In reaction to the EU procedure, the German Federal Ministry of Finance issued a decree on 30 April 2010, according to which the restructuring clause shall no longer be applicable until a formal decision of the EU-commission on the conformity of the restructuring clause with EU-law has been reached. It has to be noted that according to the decree, the restructuring clause shall also be disregarded in cases where the German tax authorities had previously issued a binding ruling to the contrary (i.e. stating the application of the restructuring clause).

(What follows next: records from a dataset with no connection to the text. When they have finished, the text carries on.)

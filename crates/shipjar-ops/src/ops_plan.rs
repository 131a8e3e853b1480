//! Operation: describe what publishing a project would do, without doing it.

use std::path::{Path, PathBuf};

use serde::Serialize;
use shipjar_core::platform::PlatformKind;
use shipjar_core::properties::{PortalCredentials, SigningConfig};
use shipjar_maven::publication::Publication;
use shipjar_maven::repository::SelectedRepository;
use shipjar_maven::strategy::PublicationStrategy;
use shipjar_maven::tasks::TaskSpec;
use shipjar_util::errors::ShipjarError;

use crate::ops_publish::{prepare, PublishingSetup, SetupOutcome};

/// File name of the plan written under the build directory.
pub const PLAN_FILE: &str = "shipjar-plan.json";

/// Serializable view of a [`PublishingSetup`]. Secrets are omitted.
#[derive(Debug, Serialize)]
#[serde(rename_all = "kebab-case")]
pub struct PublishPlan<'a> {
    pub project: &'a str,
    pub platform: PlatformKind,
    pub coordinate: String,
    pub strategy: &'a PublicationStrategy,
    pub repository: &'a SelectedRepository,
    pub publications: &'a [Publication],
    /// Tasks defined by the engine, in registration order.
    pub tasks: Vec<&'a TaskSpec>,
    /// Task names run by `publishComponent`, in order.
    pub execution: Vec<&'a str>,
    pub upload_task: &'a str,
    #[serde(skip_serializing_if = "Option::is_none")]
    pub signing: Option<&'a SigningConfig>,
    #[serde(skip_serializing_if = "Option::is_none")]
    pub plugin_portal: Option<&'a PortalCredentials>,
}

impl<'a> PublishPlan<'a> {
    pub fn of(setup: &'a PublishingSetup) -> Result<Self, ShipjarError> {
        Ok(Self {
            project: &setup.project.name,
            platform: setup.platform,
            coordinate: setup.config.coordinate(),
            strategy: &setup.strategy,
            repository: &setup.repository,
            publications: setup.publishing.publications(),
            tasks: setup.publishing.tasks.defined().collect(),
            execution: setup
                .execution_order()?
                .into_iter()
                .map(|t| t.name.as_str())
                .collect(),
            upload_task: setup.upload_task(),
            signing: setup.signing.as_ref(),
            plugin_portal: setup.plugin_portal.as_ref(),
        })
    }

    pub fn to_json(&self) -> Result<String, ShipjarError> {
        serde_json::to_string_pretty(self).map_err(|e| ShipjarError::Generic {
            message: format!("Failed to serialize publication plan: {e}"),
        })
    }

    /// Human-readable summary.
    pub fn render(&self) -> String {
        let mut out = String::new();
        out.push_str(&format!("project:     {}\n", self.project));
        out.push_str(&format!("platform:    {}\n", self.platform));
        out.push_str(&format!("coordinate:  {}\n", self.coordinate));
        out.push_str(&format!(
            "repository:  {} ({})\n",
            self.repository.location(),
            self.repository.suffix
        ));
        if let Some(signing) = self.signing {
            out.push_str(&format!("signing key: {}\n", signing.key_id));
        }
        out.push_str("publications:\n");
        for p in self.publications {
            let component = p.component.as_deref().unwrap_or("(host)");
            out.push_str(&format!(
                "  {} <- {} as {}\n",
                p.name, component, p.coordinates
            ));
            let repo = &self.repository.repository;
            let c = &p.coordinates;
            out.push_str(&format!(
                "    artifact: {}\n",
                repo.jar_url(&c.group, &c.artifact_id, &c.version, None)
            ));
            for a in &p.artifacts {
                let classifier = a.classifier.as_str();
                out.push_str(&format!(
                    "    {classifier}: {} -> {}\n",
                    a.task,
                    repo.jar_url(&c.group, &c.artifact_id, &c.version, Some(classifier))
                ));
            }
        }
        out.push_str("tasks:\n");
        for name in &self.execution {
            out.push_str(&format!("  {name}\n"));
        }
        out
    }

    /// Write the JSON plan to `<build-dir>/shipjar-plan.json`.
    pub fn write(&self, build_dir: &Path) -> Result<PathBuf, ShipjarError> {
        shipjar_util::fs::ensure_dir(build_dir)?;
        let path = build_dir.join(PLAN_FILE);
        std::fs::write(&path, self.to_json()?)?;
        tracing::debug!(path = %path.display(), "wrote publication plan");
        Ok(path)
    }
}

/// Load the project in `dir` and set up its publications without running anything.
pub fn plan(dir: &Path) -> miette::Result<SetupOutcome> {
    Ok(prepare(dir)?.outcome)
}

Foreign investors that are thinking of acquiring shares in an ailing German corporation in order to prevent the company's insolvency should be aware that the company's accrued tax losses are likely to be lost with retroactive effect if the formal EU procedure reveals that the German restructuring clause is not conforming to EU law. The financial impact is likely to be significant for the acquired corporation and the foreign shareholder / investor. At the company's level, the current year and future taxable income cannot be offset with the tax losses, but will immediately result in an actual tax burden. Inevitably the poorer cash position of the company is likely to have a negative impact on the dividend situation. These risks have to be considered at all stages of the (tax) structuring of an acquisition, starting with the acquisition structure and the question whether a potentially insolvent company should be acquired by way of a share deal in the course of an insolvency plan procedure or by way of a transfer of the company's major assets to a new company.